La insostenible situación de Sánchez y de su esposa
Las revelaciones diarias conforman un escándalo sin precedentes del que el presidente del Gobierno ya no puede escapar
La constatación de que el propio Pedro Sánchez se dedicó, en persona, a promocionar al asociado de su esposa en la controvertida cátedra de la Universidad Complutense, confirma simplemente la magnitud de un escándalo que cada día añade un episodio nuevo más infumable que el anterior, pero menos que el siguiente. Porque el presidente del Gobierno hizo de agente comercial de una firma relacionada y recomendada por Begoña Gómez con antelación, y después le adjudicó contratos públicos por importes millonarios.
Sin necesidad de adelantar eventuales consecuencias penales, o incluso sin ellas por la dificultad para demostrar de manera fehaciente la existencia de delitos tan complejos como el tráfico de influencias, las políticas ya están muy claras, son insoslayables y en un país con fortaleza democrática serían de aplicación inmediata. Porque lo ya demostrado y documentado por este periódico y algunos otros resistentes a la bochornosa autocensura subvencionada de algunos colegas dispuestos, en el pasado, a dedicar cientos de portadas a casos artificiales como los de Francisco Camps o Rita Barberá, es suficiente para descalificar a Sánchez y exigirle su dimisión.
Es un hecho que Begoña Gómez aceptó, estando su marido ya en La Moncloa, una cátedra extraordinaria en una universidad pública, sin acreditar méritos ni ser licenciada. Lo es también que la especializó en el ámbito de la captación de fondos públicos; que se asoció con empresarios beneficiarios de decisiones de su gobierno; que mantuvo relaciones comerciales con compañías dependientes de un modo u otro de su marido y que se aprovechó de su condición para mantener interlocución con multinacionales, obtener de ellas bienes tecnológicos gratuitos e intentar a continuación explotarlos de forma privada. Todo esto no son especulaciones ni, desde luego, bulos fabricados por una inexistente «máquina del fango» activada por una conspiración de jueces y periodistas insurgentes.

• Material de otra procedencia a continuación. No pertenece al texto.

//! Audit file rotation, indexing, and retention.
//!
//! The active file rotates into the archive directory once it reaches the
//! size limit. Each archived file gets a sidecar `.idx` with the indexed
//! fields of every record, and a daily sweep deletes archives past their
//! retention window. Security and compliance archives are held longer than
//! the default.

use anyhow::{Context, Result};
use chrono::{DateTime, Duration, Utc};
use serde::{Deserialize, Serialize};
use std::path::{Path, PathBuf};
use tracing::{debug, info, warn};

use super::record::{AuditCategory, AuditRecord};

/// Retention for archives containing security records.
pub const SECURITY_RETENTION_DAYS: u32 = 730;
/// Retention for archives containing compliance records.
pub const COMPLIANCE_RETENTION_DAYS: u32 = 2555;

/// One indexed record entry inside a `.idx` file.
#[derive(Debug, Clone, Serialize, Deserialize)]
pub struct IndexEntry {
    /// Byte offset of the record line in the archive file.
    pub offset: u64,
    /// Byte length of the line, excluding the newline.
    pub len: u64,
    /// Indexed field values, keyed by field name.
    pub fields: std::collections::HashMap<String, String>,
}

/// Sidecar index for one archive file.
#[derive(Debug, Clone, Serialize, Deserialize)]
pub struct ArchiveIndex {
    pub filename: String,
    pub filepath: String,
    pub created: DateTime<Utc>,
    pub events: Vec<IndexEntry>,
}

impl ArchiveIndex {
    /// Longest retention demanded by any record category in this archive.
    pub fn retention_days(&self, default_days: u32) -> u32 {
        let mut days = default_days;
        for entry in &self.events {
            match entry.fields.get("category").map(String::as_str) {
                Some("compliance") => days = days.max(COMPLIANCE_RETENTION_DAYS),
                Some("security") => days = days.max(SECURITY_RETENTION_DAYS),
                _ => {}
            }
        }
        days
    }
}

/// Rotates audit files and sweeps expired archives.
#[derive(Debug, Clone)]
pub struct LogRotator {
    archive_dir: PathBuf,
    max_file_size: u64,
    retention_days: u32,
    indexed_fields: Vec<String>,
}

impl LogRotator {
    pub fn new(
        archive_dir: impl Into<PathBuf>,
        max_file_size: u64,
        retention_days: u32,
        indexed_fields: Vec<String>,
    ) -> Self {
        Self {
            archive_dir: archive_dir.into(),
            max_file_size,
            retention_days,
            indexed_fields,
        }
    }

    /// Whether appending `incoming_len` more bytes must rotate first.
    pub fn should_rotate(&self, current_size: u64, incoming_len: u64) -> bool {
        current_size > 0 && current_size + incoming_len >= self.max_file_size
    }

    fn index_value(record: &AuditRecord, field: &str) -> Option<String> {
        match field {
            "category" => Some(record.category.as_str().to_string()),
            "action" => Some(record.action.as_str().to_string()),
            "actor" => Some(record.actor.identifier()),
            "resource_id" => Some(record.resource.id.clone()),
            "resource_type" => Some(record.resource.resource_type.clone()),
            "level" => Some(record.level.as_str().to_string()),
            _ => None,
        }
    }

    /// Rotate the active file into the archive directory and write its
    /// index. Returns the archive filename for the next file's header.
    pub async fn rotate(
        &self,
        active_path: &Path,
        parse_line: impl Fn(&str) -> Option<AuditRecord>,
    ) -> Result<String> {
        tokio::fs::create_dir_all(&self.archive_dir)
            .await
            .context("failed to create archive directory")?;

        let timestamp = Utc::now().format("%Y%m%d_%H%M%S_%f");
        let archive_name = format!("audit-{timestamp}.log");
        let archive_path = self.archive_dir.join(&archive_name);

        tokio::fs::rename(active_path, &archive_path)
            .await
            .context("failed to rotate audit file")?;

        // Build the index from the archived content.
        let content = tokio::fs::read_to_string(&archive_path)
            .await
            .context("failed to read rotated archive")?;
        let mut events = Vec::new();
        let mut offset = 0u64;
        for line in content.lines() {
            let len = line.len() as u64;
            if let Some(record) = parse_line(line) {
                let mut fields = std::collections::HashMap::new();
                for field in &self.indexed_fields {
                    if let Some(value) = Self::index_value(&record, field) {
                        fields.insert(field.clone(), value);
                    }
                }
                events.push(IndexEntry { offset, len, fields });
            }
            offset += len + 1;
        }

        let index = ArchiveIndex {
            filename: archive_name.clone(),
            filepath: archive_path.display().to_string(),
            created: Utc::now(),
            events,
        };
        let index_path = self.archive_dir.join(format!("{archive_name}.idx"));
        tokio::fs::write(&index_path, serde_json::to_vec_pretty(&index)?)
            .await
            .context("failed to write archive index")?;

        info!(
            archive = %archive_path.display(),
            records = index.events.len(),
            "rotated audit file"
        );
        Ok(archive_name)
    }

    /// List archive log files, oldest first.
    pub async fn archives(&self) -> Result<Vec<PathBuf>> {
        let mut archives = Vec::new();
        if !self.archive_dir.exists() {
            return Ok(archives);
        }
        let mut entries = tokio::fs::read_dir(&self.archive_dir)
            .await
            .context("failed to read archive directory")?;
        while let Some(entry) = entries.next_entry().await? {
            let path = entry.path();
            if path.extension().and_then(|e| e.to_str()) == Some("log") {
                archives.push(path);
            }
        }
        archives.sort();
        Ok(archives)
    }

    async fn load_index(&self, archive: &Path) -> Option<ArchiveIndex> {
        let index_path = archive.with_file_name(format!(
            "{}.idx",
            archive.file_name()?.to_string_lossy()
        ));
        let content = tokio::fs::read_to_string(index_path).await.ok()?;
        serde_json::from_str(&content).ok()
    }

    /// Delete archives older than their retention window. Returns the
    /// number of files removed (indexes included in the count).
    pub async fn sweep_expired(&self) -> Result<usize> {
        let now = Utc::now();
        let mut deleted = 0usize;
        for archive in self.archives().await? {
            let index = self.load_index(&archive).await;
            let retention = index
                .as_ref()
                .map_or(self.retention_days, |ix| ix.retention_days(self.retention_days));
            let created = match index {
                Some(ix) => ix.created,
                None => {
                    let metadata = tokio::fs::metadata(&archive).await?;
                    metadata.modified().map(DateTime::<Utc>::from).unwrap_or(now)
                }
            };
            if now - created >= Duration::days(i64::from(retention)) {
                match tokio::fs::remove_file(&archive).await {
                    Ok(()) => {
                        deleted += 1;
                        let idx = archive.with_file_name(format!(
                            "{}.idx",
                            archive.file_name().unwrap_or_default().to_string_lossy()
                        ));
                        if tokio::fs::remove_file(&idx).await.is_ok() {
                            deleted += 1;
                        }
                        debug!(archive = %archive.display(), "expired archive deleted");
                    }
                    Err(err) => {
                        warn!(archive = %archive.display(), error = %err, "failed to delete archive");
                    }
                }
            }
        }
        if deleted > 0 {
            info!(count = deleted, "retention sweep removed expired archives");
        }
        Ok(deleted)
    }

    /// Whether an archive may contain records matching a category filter,
    /// per its index. Unknown archives always may.
    pub async fn may_match(&self, archive: &Path, category: Option<AuditCategory>) -> bool {
        let Some(category) = category else {
            return true;
        };
        match self.load_index(archive).await {
            Some(index) => index.events.iter().any(|e| {
                e.fields.get("category").map(String::as_str) == Some(category.as_str())
            }),
            None => true,
        }
    }
}

#[cfg(test)]
mod tests {
    use super::*;
    use crate::audit::record::{AuditAction, AuditActor, AuditOutcome, AuditResource};
    use tempfile::TempDir;
    use uuid::Uuid;

    fn rotator(dir: &Path) -> LogRotator {
        LogRotator::new(
            dir.join("archive"),
            1024,
            365,
            vec!["category".to_string(), "action".to_string()],
        )
    }

    fn record(category: AuditCategory) -> AuditRecord {
        AuditRecord::new(
            category,
            AuditAction::JobCompleted,
            AuditOutcome::Success,
            AuditActor::System,
            AuditResource::job(Uuid::new_v4()),
        )
    }

    #[test]
    fn test_should_rotate_boundary() {
        let temp = TempDir::new().unwrap();
        let rotator = rotator(temp.path());
        assert!(!rotator.should_rotate(0, 2048));
        assert!(!rotator.should_rotate(512, 100));
        // Exactly reaching the limit rotates before the append.
        assert!(rotator.should_rotate(1000, 24));
        assert!(rotator.should_rotate(2000, 1));
    }

    #[tokio::test]
    async fn test_rotate_creates_archive_and_index() {
        let temp = TempDir::new().unwrap();
        let rotator = rotator(temp.path());
        let active = temp.path().join("audit.log");

        let line = serde_json::to_string(&record(AuditCategory::Job)).unwrap();
        tokio::fs::write(&active, format!("{line}\n")).await.unwrap();

        let archived = rotator
            .rotate(&active, |l| serde_json::from_str(l).ok())
            .await
            .unwrap();
        assert!(!active.exists());

        let archives = rotator.archives().await.unwrap();
        assert_eq!(archives.len(), 1);
        assert!(archives[0].ends_with(&archived));

        let index_content = tokio::fs::read_to_string(
            archives[0].with_file_name(format!("{archived}.idx")),
        )
        .await
        .unwrap();
        let index: ArchiveIndex = serde_json::from_str(&index_content).unwrap();
        assert_eq!(index.events.len(), 1);
        assert_eq!(
            index.events[0].fields.get("category").map(String::as_str),
            Some("job")
        );
        assert_eq!(index.events[0].offset, 0);
    }

    #[test]
    fn test_index_retention_escalation() {
        let base = ArchiveIndex {
            filename: "a".to_string(),
            filepath: "a".to_string(),
            created: Utc::now(),
            events: vec![IndexEntry {
                offset: 0,
                len: 1,
                fields: std::collections::HashMap::from([(
                    "category".to_string(),
                    "security".to_string(),
                )]),
            }],
        };
        assert_eq!(base.retention_days(365), SECURITY_RETENTION_DAYS);

        let mut compliance = base.clone();
        compliance.events[0]
            .fields
            .insert("category".to_string(), "compliance".to_string());
        assert_eq!(compliance.retention_days(365), COMPLIANCE_RETENTION_DAYS);
    }

    #[tokio::test]
    async fn test_sweep_expired_respects_category_retention() {
        let temp = TempDir::new().unwrap();
        let rotator = rotator(temp.path());
        let archive_dir = temp.path().join("archive");
        tokio::fs::create_dir_all(&archive_dir).await.unwrap();

        // A plain archive created 400 days ago: expired at 365.
        let old = archive_dir.join("audit-old.log");
        tokio::fs::write(&old, "x\n").await.unwrap();
        let old_index = ArchiveIndex {
            filename: "audit-old.log".to_string(),
            filepath: old.display().to_string(),
            created: Utc::now() - Duration::days(400),
            events: vec![IndexEntry {
                offset: 0,
                len: 1,
                fields: std::collections::HashMap::from([(
                    "category".to_string(),
                    "job".to_string(),
                )]),
            }],
        };
        tokio::fs::write(
            archive_dir.join("audit-old.log.idx"),
            serde_json::to_vec(&old_index).unwrap(),
        )
        .await
        .unwrap();

        // A security archive of the same age: kept until 730 days.
        let security = archive_dir.join("audit-sec.log");
        tokio::fs::write(&security, "x\n").await.unwrap();
        let mut sec_index = old_index.clone();
        sec_index.filename = "audit-sec.log".to_string();
        sec_index.filepath = security.display().to_string();
        sec_index.events[0]
            .fields
            .insert("category".to_string(), "security".to_string());
        tokio::fs::write(
            archive_dir.join("audit-sec.log.idx"),
            serde_json::to_vec(&sec_index).unwrap(),
        )
        .await
        .unwrap();

        let deleted = rotator.sweep_expired().await.unwrap();
        assert_eq!(deleted, 2); // file + index
        assert!(!old.exists());
        assert!(security.exists());
    }
}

Son, simplemente, los hitos contrastados de la carrera «profesional» de la mujer de Sánchez desde que la pareja se instalara en la Moncloa.
Pretender solventar la acumulación de indicios de ilegalidad y la verificación de comportamientos abusivos con una mezcla de silencio e insidias contra quienes hacen su trabajo, sea investigar en un tribunal o informar desde un periódico, es inaceptable.
Y conculca una de las primeras obligaciones de un cargo público, que es rendir cuentas: negarse a ello y, aún más, amenazar con represalias legales a quienes cumplen con su obligación no solo es un fraude a los ciudadanos. También es un desafío inaceptable al Estado de derecho, sometido burdamente a la deriva autoritaria de un personaje convencido de que, tanto en lo político cuanto en lo personal, puede actuar con impunidad e inmunidad.
Nadie tiene derecho a parapetarse en el silencio para sortear el legítimo examen público de sus comportamientos, pero mucho menos quien convirtió la exigencia de responsabilidades al resto en el trampolín de su asalto al poder. Sánchez le ha pedido ejemplaridad, cuando no impuesto, a otros gobernantes, a sus actuales rivales, al Rey Juan Carlos y a la Casa Real.
Su caso no es una excepción, como él mismo le recordaría a cualquier otro presidente si su esposa, su hermano o sus amigos se hubieran dedicado a medrar al calor de su puesto. En los tribunales, todo el mundo es inocente mientras no se demuestre lo contrario. Pero en política, en términos éticos y estéticos, siempre es culpable quien no es capaz de dar explicaciones razonables y pretende disipar sus formidables sombras con fuegos artificiales baratos.